While painful, the cost of these was generally in the hundreds of dollars and perhaps a few hours of inconvenience.

Today, we see a convergence of trends that is changing the dynamics of cyber security for individuals and small businesses.

  • Individuals and small businesses have become habituated to the convenience of online services and apps which require a low level of user sophistication.
  • With increasing volumes of high value transactions exchanged through electronic channels, Internet criminals are coming up with new ways to intercept the communication or deceive the parties involved, such as researching a target’s contacts and background in sites such as LinkedIn, where they can identify real business relationships and pose as one of them.
  • Regulators are focusing on protecting consumer information by enacting cyber security regulations and outsourcing audits, increasing the stakes for regulated industries (i.e. realtors, lawyers, insurance agents, dentists, physician’s offices, investment advisors, accountants) that may be susceptible to a security breach.

In the past, Internet criminals were expert “marketers” who would purchase email addresses, set up internet domains to pretend to be a real company, and then they would bombard users with carefully written emails selling familiar consumer products.
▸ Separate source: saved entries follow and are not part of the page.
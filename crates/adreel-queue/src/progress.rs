//! Progress events via Redis Pub/Sub.

use async_trait::async_trait;
use redis::AsyncCommands;
use serde::{Deserialize, Serialize};
use tracing::debug;

use adreel_models::{JobEvent, JobId};

use crate::error::QueueResult;

/// Progress event published to Redis.
#[derive(Debug, Clone, Serialize, Deserialize)]
pub struct ProgressEvent {
    /// Job ID
    pub job_id: JobId,
    /// Event payload
    pub event: JobEvent,
}

/// Sink for progress events.
///
/// The worker publishes through this seam; the Redis channel is the
/// production implementation.
#[async_trait]
pub trait ProgressSink: Send + Sync {
    async fn publish(&self, event: &ProgressEvent) -> QueueResult<()>;
}

/// Sink that drops every event. Used by selfcheck and offline tooling.
pub struct NullProgress;

#[async_trait]
impl ProgressSink for NullProgress {
    async fn publish(&self, _event: &ProgressEvent) -> QueueResult<()> {
        Ok(())
    }
}

/// Channel for publishing/subscribing to progress events.
pub struct ProgressChannel {
    client: redis::Client,
}

impl ProgressChannel {
    /// Create a new progress channel.
    pub fn new(redis_url: &str) -> QueueResult<Self> {
        let client = redis::Client::open(redis_url)?;
        Ok(Self { client })
    }

    /// Get the channel name for a job.
    pub fn channel_name(job_id: &JobId) -> String {
        format!("progress:{}", job_id)
    }

    /// Subscribe to progress events for a job.
    /// Returns a pinned stream that can be polled with `.next()`.
    pub async fn subscribe(
        &self,
        job_id: &JobId,
    ) -> QueueResult<std::pin::Pin<Box<dyn futures_util::Stream<Item = ProgressEvent> + Send>>> {
        use futures_util::StreamExt;

        let mut pubsub = self.client.get_async_pubsub().await?;
        let channel = Self::channel_name(job_id);

        pubsub.subscribe(&channel).await?;

        let stream = pubsub.into_on_message().filter_map(|msg| async move {
            let payload: String = msg.get_payload().ok()?;
            serde_json::from_str(&payload).ok()
        });

        Ok(Box::pin(stream))
    }
}

#[async_trait]
impl ProgressSink for ProgressChannel {
    async fn publish(&self, event: &ProgressEvent) -> QueueResult<()> {
        let mut conn = self.client.get_multiplexed_async_connection().await?;
        let channel = Self::channel_name(&event.job_id);
        let payload = serde_json::to_string(event)?;

        debug!("Publishing progress event to {}", channel);
        conn.publish::<_, _, ()>(channel, payload).await?;

        Ok(())
    }
}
Today, hackers and Internet criminals are far more sophisticated, and are willing to invest more time to research their individual targets. As a consequence, according to the FBI, cyber fraud losses per incident average $6,000 per individual and $130,000 per business, with $1.2 billion reported stolen in the last year.

Consider some basics:

1. Email Encryption Explained in Simple Terms:

We wrote about common email encryption methods in the past, and explained the basics as to what encryption is, in simple terms. We recommend reviewing these articles if you missed them.

If one is encrypting “for compliance”, one might want a service that is secure enough to protect the information in transit (with no storage in the middle).
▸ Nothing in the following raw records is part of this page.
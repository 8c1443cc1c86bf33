//! Ad brief: the validated input parameters of a job.

use schemars::JsonSchema;
use serde::{Deserialize, Serialize};

use crate::error::{PipelineError, PipelineResult};

/// Upper bounds for intake validation.
const MAX_PRODUCT_NAME_LEN: usize = 200;
const MAX_STYLE_LEN: usize = 100;
const MAX_CTA_LEN: usize = 300;

/// Input parameters for one ad-generation request.
#[derive(Debug, Clone, PartialEq, Serialize, Deserialize, JsonSchema)]
pub struct AdBrief {
    /// Product being advertised
    pub product_name: String,

    /// Visual/tonal style hint passed through to the generators
    pub style: String,

    /// Call-to-action text rendered into the final frames
    pub cta_text: String,

    /// Optional reference to a user-supplied product image
    #[serde(skip_serializing_if = "Option::is_none")]
    pub source_image: Option<String>,
}

impl AdBrief {
    /// Create a new brief.
    pub fn new(
        product_name: impl Into<String>,
        style: impl Into<String>,
        cta_text: impl Into<String>,
    ) -> Self {
        Self {
            product_name: product_name.into(),
            style: style.into(),
            cta_text: cta_text.into(),
            source_image: None,
        }
    }

    /// Attach a source image reference.
    pub fn with_source_image(mut self, image: impl Into<String>) -> Self {
        self.source_image = Some(image.into());
        self
    }

    /// Validate the brief at intake, before anything is enqueued.
    pub fn validate(&self) -> PipelineResult<()> {
        check_field("product_name", &self.product_name, MAX_PRODUCT_NAME_LEN)?;
        check_field("style", &self.style, MAX_STYLE_LEN)?;
        check_field("cta_text", &self.cta_text, MAX_CTA_LEN)?;
        Ok(())
    }
}

fn check_field(field: &str, value: &str, max_len: usize) -> PipelineResult<()> {
    if value.trim().is_empty() {
        return Err(PipelineError::validation(format!("{field} must not be empty"))
            .with_context("field", field));
    }
    if value.len() > max_len {
        return Err(PipelineError::validation(format!(
            "{field} exceeds the maximum length of {max_len} characters"
        ))
        .with_context("field", field));
    }
    Ok(())
}

#[cfg(test)]
mod tests {
    use super::*;
    use crate::error::ErrorKind;

    #[test]
    fn test_valid_brief_passes() {
        let brief = AdBrief::new("Solar Kettle", "energetic", "Order yours today")
            .with_source_image("uploads/kettle.png");
        assert!(brief.validate().is_ok());
    }

    #[test]
    fn test_empty_field_is_rejected() {
        let brief = AdBrief::new("Solar Kettle", "  ", "Order yours today");
        let err = brief.validate().unwrap_err();
        assert_eq!(err.kind, ErrorKind::Validation);
        assert_eq!(err.context.get("field").map(String::as_str), Some("style"));
    }

    #[test]
    fn test_oversized_field_is_rejected() {
        let brief = AdBrief::new("x".repeat(201), "energetic", "Order yours today");
        let err = brief.validate().unwrap_err();
        assert_eq!(err.kind, ErrorKind::Validation);
    }
}
//! Remote object key layout.
//!
//! Keys mirror the per-job asset tree 1:1 under `ads/{job_id}/`, which is
//! also the layout the object cache reproduces locally.

use adreel_models::JobId;

/// Key for the voiceover audio.
pub fn voiceover_key(job_id: &JobId) -> String {
    format!("ads/{}/audio/voiceover.mp3", job_id)
}

/// Key for one scene clip.
pub fn scene_clip_key(job_id: &JobId, scene_index: usize) -> String {
    format!("ads/{}/scenes/scene_{}.mp4", job_id, scene_index)
}

/// Key for the CTA image.
pub fn cta_image_key(job_id: &JobId) -> String {
    format!("ads/{}/final/cta.png", job_id)
}

/// Key for the final composed video.
pub fn final_video_key(job_id: &JobId) -> String {
    format!("ads/{}/final/ad.mp4", job_id)
}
By contrast, if one is looking to protect strategic interests, one might consider email encryption services that maintain the simplicity of use, but yet keep the messages encrypted in transit and within the sender archive/sent folder as well as the recipient archive/inbox. This protects the sender’s strategic interests such that these messages remain private far into the future regardless of a future breach, and content cannot be culled by the recipient’s email platform while it sits in his or her inbox (i.e. Gmail, Hotmail, Yahoo). RMail “Executive Mode” email encryption is a way of accomplishing this.

Know more:

Secure Email Services

Secure Large File Transfer

Secure File Share Online

2. Digital Signatures:

Technologies to permit recipients to authenticate senders, (i.e. SPF, DKIM, PKI Digital Signatures), while important foundational technologies and essential to prevent traditional threats, have not evolved fast enough to deal with hacker use of social engineering or web-based email programs (note for example, PKI digitally signed email is often not rendered properly in common web-based email programs at the recipient).
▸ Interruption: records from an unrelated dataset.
//! Local LRU disk cache fronting the remote object store.
//!
//! Compositing fetches the same scene/audio objects repeatedly across retries
//! within a short window, so a bounded local mirror converts those fetches
//! into at most one remote transfer per key per eviction cycle.
//!
//! Concurrency: downloads for the same key are single-flight (a per-key
//! lock), downloads for different keys proceed in parallel, and all capacity
//! accounting runs under one state lock.

use std::collections::HashMap;
use std::path::{Path, PathBuf};
use std::sync::Arc;

use tokio::sync::Mutex;
use tracing::{debug, info, warn};

use crate::error::{StorageError, StorageResult};
use crate::store::ObjectStore;

/// Cache configuration.
#[derive(Debug, Clone)]
pub struct ObjectCacheConfig {
    /// Directory mirroring remote keys 1:1
    pub root: PathBuf,
    /// Upper bound on total resident bytes
    pub capacity_bytes: u64,
}

impl Default for ObjectCacheConfig {
    fn default() -> Self {
        Self {
            root: PathBuf::from("/tmp/adreel/cache"),
            capacity_bytes: 2 * 1024 * 1024 * 1024, // 2 GiB
        }
    }
}

impl ObjectCacheConfig {
    /// Create config from environment variables.
    pub fn from_env() -> Self {
        Self {
            root: std::env::var("CACHE_DIR")
                .map(PathBuf::from)
                .unwrap_or_else(|_| PathBuf::from("/tmp/adreel/cache")),
            capacity_bytes: std::env::var("CACHE_CAPACITY_BYTES")
                .ok()
                .and_then(|s| s.parse().ok())
                .unwrap_or(2 * 1024 * 1024 * 1024),
        }
    }
}

#[derive(Debug)]
struct CacheEntry {
    size: u64,
    last_access: u64,
}

#[derive(Debug, Default)]
struct CacheState {
    entries: HashMap<String, CacheEntry>,
    total_bytes: u64,
    /// Monotonic access ordinal; total order even for back-to-back hits.
    clock: u64,
}

impl CacheState {
    fn touch(&mut self, key: &str, size: u64) {
        self.clock += 1;
        let clock = self.clock;
        match self.entries.get_mut(key) {
            Some(entry) => {
                self.total_bytes = self.total_bytes - entry.size + size;
                entry.size = size;
                entry.last_access = clock;
            }
            None => {
                self.entries.insert(
                    key.to_string(),
                    CacheEntry {
                        size,
                        last_access: clock,
                    },
                );
                self.total_bytes += size;
            }
        }
    }

    fn untrack(&mut self, key: &str) {
        if let Some(entry) = self.entries.remove(key) {
            self.total_bytes -= entry.size;
        }
    }

    /// Least-recently-used tracked key, excluding `keep`.
    fn lru_victim(&self, keep: &str) -> Option<String> {
        self.entries
            .iter()
            .filter(|(k, _)| k.as_str() != keep)
            .min_by_key(|(_, e)| e.last_access)
            .map(|(k, _)| k.clone())
    }
}

/// Local LRU disk cache over a remote object store.
pub struct RemoteObjectCache {
    store: Arc<dyn ObjectStore>,
    root: PathBuf,
    capacity_bytes: u64,
    state: Mutex<CacheState>,
    inflight: Mutex<HashMap<String, Arc<Mutex<()>>>>,
}

impl RemoteObjectCache {
    /// Create a new cache over the given store.
    pub fn new(store: Arc<dyn ObjectStore>, config: ObjectCacheConfig) -> Self {
        Self {
            store,
            root: config.root,
            capacity_bytes: config.capacity_bytes,
            state: Mutex::new(CacheState::default()),
            inflight: Mutex::new(HashMap::new()),
        }
    }

    /// Cache root directory.
    pub fn root(&self) -> &Path {
        &self.root
    }

    /// Fetch an object, downloading on miss and evicting over budget.
    ///
    /// Returns the local path mirroring the key under the cache root.
    pub async fn get_file(&self, key: &str) -> StorageResult<PathBuf> {
        validate_key(key)?;
        let local_path = self.root.join(key);

        // Single-flight per key: the second caller waits here, then takes
        // the hit path below instead of downloading again.
        let key_lock = self.key_lock(key).await;
        let _guard = key_lock.lock().await;

        // Hit: file present under the cache root.
        if let Ok(meta) = tokio::fs::metadata(&local_path).await {
            if meta.is_file() {
                let mut state = self.state.lock().await;
                state.touch(key, meta.len());
                debug!(key = key, "Cache hit");
                self.release_key_lock(key, &key_lock).await;
                return Ok(local_path);
            }
        }

        // Miss: download, cleaning up any partial file on failure so a
        // broken transfer is never reported as a hit later.
        if let Err(e) = self.store.download_file(key, &local_path).await {
            let _ = tokio::fs::remove_file(&local_path).await;
            self.release_key_lock(key, &key_lock).await;
            return Err(e);
        }

        let size = tokio::fs::metadata(&local_path)
            .await
            .map(|m| m.len())
            .map_err(|e| StorageError::download_failed(format!("stat cached object: {e}")))?;

        {
            let mut state = self.state.lock().await;
            state.touch(key, size);
            self.evict_over_budget(&mut state, key).await;
        }

        info!(key = key, bytes = size, "Cached remote object");
        self.release_key_lock(key, &key_lock).await;
        Ok(local_path)
    }

    /// Delete the whole cache tree, recreate it empty, and reset tracking.
    pub async fn clear_cache(&self) -> StorageResult<()> {
        let mut state = self.state.lock().await;

        match tokio::fs::remove_dir_all(&self.root).await {
            Ok(()) => {}
            Err(e) if e.kind() == std::io::ErrorKind::NotFound => {}
            Err(e) => return Err(StorageError::Io(e)),
        }
        tokio::fs::create_dir_all(&self.root).await?;

        state.entries.clear();
        state.total_bytes = 0;

        info!(root = %self.root.display(), "Cleared object cache");
        Ok(())
    }

    /// Total tracked bytes (a snapshot, not a hard guarantee under races).
    pub async fn resident_bytes(&self) -> u64 {
        self.state.lock().await.total_bytes
    }

    /// Keys currently tracked.
    pub async fn tracked_keys(&self) -> Vec<String> {
        self.state.lock().await.entries.keys().cloned().collect()
    }

    /// Evict least-recently-used entries until under budget.
    ///
    /// Never evicts `just_inserted`: an object larger than the whole cache
    /// still gets cached as one oversized entry and is removed eagerly by a
    /// later unrelated insert.
    async fn evict_over_budget(&self, state: &mut CacheState, just_inserted: &str) {
        while state.total_bytes > self.capacity_bytes {
            let Some(victim) = state.lru_victim(just_inserted) else {
                break;
            };
            let path = self.root.join(&victim);
            if let Err(e) = tokio::fs::remove_file(&path).await {
                if e.kind() != std::io::ErrorKind::NotFound {
                    warn!(key = %victim, error = %e, "Failed to remove evicted cache file");
                }
            }
            state.untrack(&victim);
            debug!(key = %victim, "Evicted LRU cache entry");
        }
    }

    async fn key_lock(&self, key: &str) -> Arc<Mutex<()>> {
        let mut inflight = self.inflight.lock().await;
        inflight
            .entry(key.to_string())
            .or_insert_with(|| Arc::new(Mutex::new(())))
            .clone()
    }

    /// Drop the per-key lock from the map once nobody else holds it.
    /// The strong-count check runs under the map lock, so a newcomer cannot
    /// clone the Arc between the check and the removal.
    async fn release_key_lock(&self, key: &str, lock: &Arc<Mutex<()>>) {
        let mut inflight = self.inflight.lock().await;
        if Arc::strong_count(lock) <= 2 {
            inflight.remove(key);
        }
    }
}

/// Keys mirror remote paths; reject anything that could escape the root.
fn validate_key(key: &str) -> StorageResult<()> {
    if key.is_empty() || key.starts_with('/') || key.contains('\\') {
        return Err(StorageError::invalid_key(key));
    }
    if key.split('/').any(|part| part.is_empty() || part == "." || part == "..") {
        return Err(StorageError::invalid_key(key));
    }
    Ok(())
}

#[cfg(test)]
mod tests {
    use super::*;
    use async_trait::async_trait;
    use std::collections::HashMap as StdHashMap;
    use std::sync::atomic::{AtomicUsize, Ordering};
    use std::time::Duration;

    /// In-memory store that counts downloads.
    struct FakeStore {
        objects: StdHashMap<String, Vec<u8>>,
        downloads: AtomicUsize,
    }

    impl FakeStore {
        fn new(objects: &[(&str, usize)]) -> Self {
            Self {
                objects: objects
                    .iter()
                    .map(|(k, size)| (k.to_string(), vec![0u8; *size]))
                    .collect(),
                downloads: AtomicUsize::new(0),
            }
        }

        fn download_count(&self) -> usize {
            self.downloads.load(Ordering::SeqCst)
        }
    }

    #[async_trait]
    impl ObjectStore for FakeStore {
        async fn upload_file(&self, _: &Path, _: &str, _: &str) -> StorageResult<()> {
            Ok(())
        }

        async fn upload_bytes(&self, _: Vec<u8>, _: &str, _: &str) -> StorageResult<()> {
            Ok(())
        }

        async fn download_file(&self, key: &str, path: &Path) -> StorageResult<()> {
            self.downloads.fetch_add(1, Ordering::SeqCst);
            let bytes = self
                .objects
                .get(key)
                .ok_or_else(|| StorageError::not_found(key))?;
            if let Some(parent) = path.parent() {
                tokio::fs::create_dir_all(parent).await?;
            }
            tokio::fs::write(path, bytes).await?;
            Ok(())
        }

        async fn exists(&self, key: &str) -> StorageResult<bool> {
            Ok(self.objects.contains_key(key))
        }

        async fn presigned_url(&self, key: &str, _: Duration) -> StorageResult<String> {
            Ok(format!("https://store.test/{key}"))
        }

        async fn check_connectivity(&self) -> StorageResult<()> {
            Ok(())
        }
    }

    fn cache_with(
        store: Arc<FakeStore>,
        root: &Path,
        capacity: u64,
    ) -> RemoteObjectCache {
        RemoteObjectCache::new(
            store,
            ObjectCacheConfig {
                root: root.to_path_buf(),
                capacity_bytes: capacity,
            },
        )
    }

    #[tokio::test]
    async fn test_second_get_is_a_pure_hit() {
        let tmp = tempfile::tempdir().unwrap();
        let store = Arc::new(FakeStore::new(&[("ads/j1/scenes/scene_0.mp4", 10)]));
        let cache = cache_with(Arc::clone(&store), tmp.path(), 1000);

        let p1 = cache.get_file("ads/j1/scenes/scene_0.mp4").await.unwrap();
        let p2 = cache.get_file("ads/j1/scenes/scene_0.mp4").await.unwrap();

        assert_eq!(p1, p2);
        assert!(p1.exists());
        assert_eq!(store.download_count(), 1);
    }

    #[tokio::test]
    async fn test_concurrent_gets_for_same_key_download_once() {
        let tmp = tempfile::tempdir().unwrap();
        let store = Arc::new(FakeStore::new(&[("ads/j1/audio/voiceover.mp3", 10)]));
        let cache = Arc::new(cache_with(Arc::clone(&store), tmp.path(), 1000));

        let a = Arc::clone(&cache);
        let b = Arc::clone(&cache);
        let (ra, rb) = tokio::join!(
            a.get_file("ads/j1/audio/voiceover.mp3"),
            b.get_file("ads/j1/audio/voiceover.mp3"),
        );
        ra.unwrap();
        rb.unwrap();

        assert_eq!(store.download_count(), 1);
    }

    #[tokio::test]
    async fn test_lru_eviction_keeps_most_recent_within_capacity() {
        let tmp = tempfile::tempdir().unwrap();
        let store = Arc::new(FakeStore::new(&[("a", 60), ("b", 60)]));
        let cache = cache_with(Arc::clone(&store), tmp.path(), 100);

        cache.get_file("a").await.unwrap();
        cache.get_file("b").await.unwrap();

        let keys = cache.tracked_keys().await;
        assert_eq!(keys, vec!["b".to_string()]);
        assert!(cache.resident_bytes().await <= 100);
        assert!(!tmp.path().join("a").exists());
        assert!(tmp.path().join("b").exists());
    }

    #[tokio::test]
    async fn test_hit_refreshes_lru_position() {
        let tmp = tempfile::tempdir().unwrap();
        let store = Arc::new(FakeStore::new(&[("a", 80), ("b", 80), ("c", 80)]));
        let cache = cache_with(Arc::clone(&store), tmp.path(), 200);

        cache.get_file("a").await.unwrap();
        cache.get_file("b").await.unwrap();
        // Touch "a" so "b" becomes the LRU entry.
        cache.get_file("a").await.unwrap();
        cache.get_file("c").await.unwrap();

        let mut keys = cache.tracked_keys().await;
        keys.sort();
        assert_eq!(keys, vec!["a".to_string(), "c".to_string()]);
    }

    #[tokio::test]
    async fn test_oversized_object_is_cached_then_evicted_by_next_insert() {
        let tmp = tempfile::tempdir().unwrap();
        let store = Arc::new(FakeStore::new(&[("big", 100), ("small", 10)]));
        let cache = cache_with(Arc::clone(&store), tmp.path(), 50);

        // Larger than the whole cache: still cached, no deadlock.
        cache.get_file("big").await.unwrap();
        assert_eq!(cache.tracked_keys().await, vec!["big".to_string()]);

        // Next insert evicts it eagerly.
        cache.get_file("small").await.unwrap();
        let keys = cache.tracked_keys().await;
        assert_eq!(keys, vec!["small".to_string()]);
        assert!(!tmp.path().join("big").exists());
    }

    #[tokio::test]
    async fn test_failed_download_leaves_no_partial_entry() {
        let tmp = tempfile::tempdir().unwrap();
        let store = Arc::new(FakeStore::new(&[]));
        let cache = cache_with(Arc::clone(&store), tmp.path(), 100);

        let err = cache.get_file("missing").await.unwrap_err();
        assert!(err.is_not_found());
        assert!(cache.tracked_keys().await.is_empty());
        assert!(!tmp.path().join("missing").exists());
    }

    #[tokio::test]
    async fn test_clear_cache_purges_everything() {
        let tmp = tempfile::tempdir().unwrap();
        let store = Arc::new(FakeStore::new(&[("a", 10), ("b", 10)]));
        let cache = cache_with(Arc::clone(&store), tmp.path(), 100);

        cache.get_file("a").await.unwrap();
        cache.get_file("b").await.unwrap();
        cache.clear_cache().await.unwrap();

        assert!(cache.tracked_keys().await.is_empty());
        assert_eq!(cache.resident_bytes().await, 0);
        assert!(tmp.path().exists());
        assert!(!tmp.path().join("a").exists());

        // Re-fetch after clear downloads again.
        cache.get_file("a").await.unwrap();
        assert_eq!(store.download_count(), 3);
    }

    #[tokio::test]
    async fn test_traversal_keys_are_rejected() {
        let tmp = tempfile::tempdir().unwrap();
        let store = Arc::new(FakeStore::new(&[]));
        let cache = cache_with(store, tmp.path(), 100);

        for bad in ["../escape", "/abs", "a//b", "a/./b", "a/../b", ""] {
            let err = cache.get_file(bad).await.unwrap_err();
            assert!(matches!(err, StorageError::InvalidKey(_)), "{bad:?}");
        }
    }
}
Today’s versions of spoofing (sending an email posing as the named email sender), phishing (broadcasting email with links that re-direct to websites posing as those of recognizable brands to lure one into entering passwords which are then stolen), spear-phishing (taking a more targeted approach to “phishing”), and whaling (using research to target higher value individuals with contextual messages to lure bigger hacker prizes) often circumvent these traditional technologies. New technologies like Anti-Whaling security are beginning to address these new threats.

Also know about Vishing & Smishing.

For individuals and small businesses, today’s challenge is to maintain the simplicity of digital communications and transactions, while increasing the protection against these new cyber risks. Armed with just a little more knowledge, users can reduce their exposure to today’s “hacker gold rush”.

We also recommend that you invite your colleagues to subscribe to this Tech Essentials Cyber-security Email Series, offered in partnership with bar, law, real estate, insurance, and other leading industry associations.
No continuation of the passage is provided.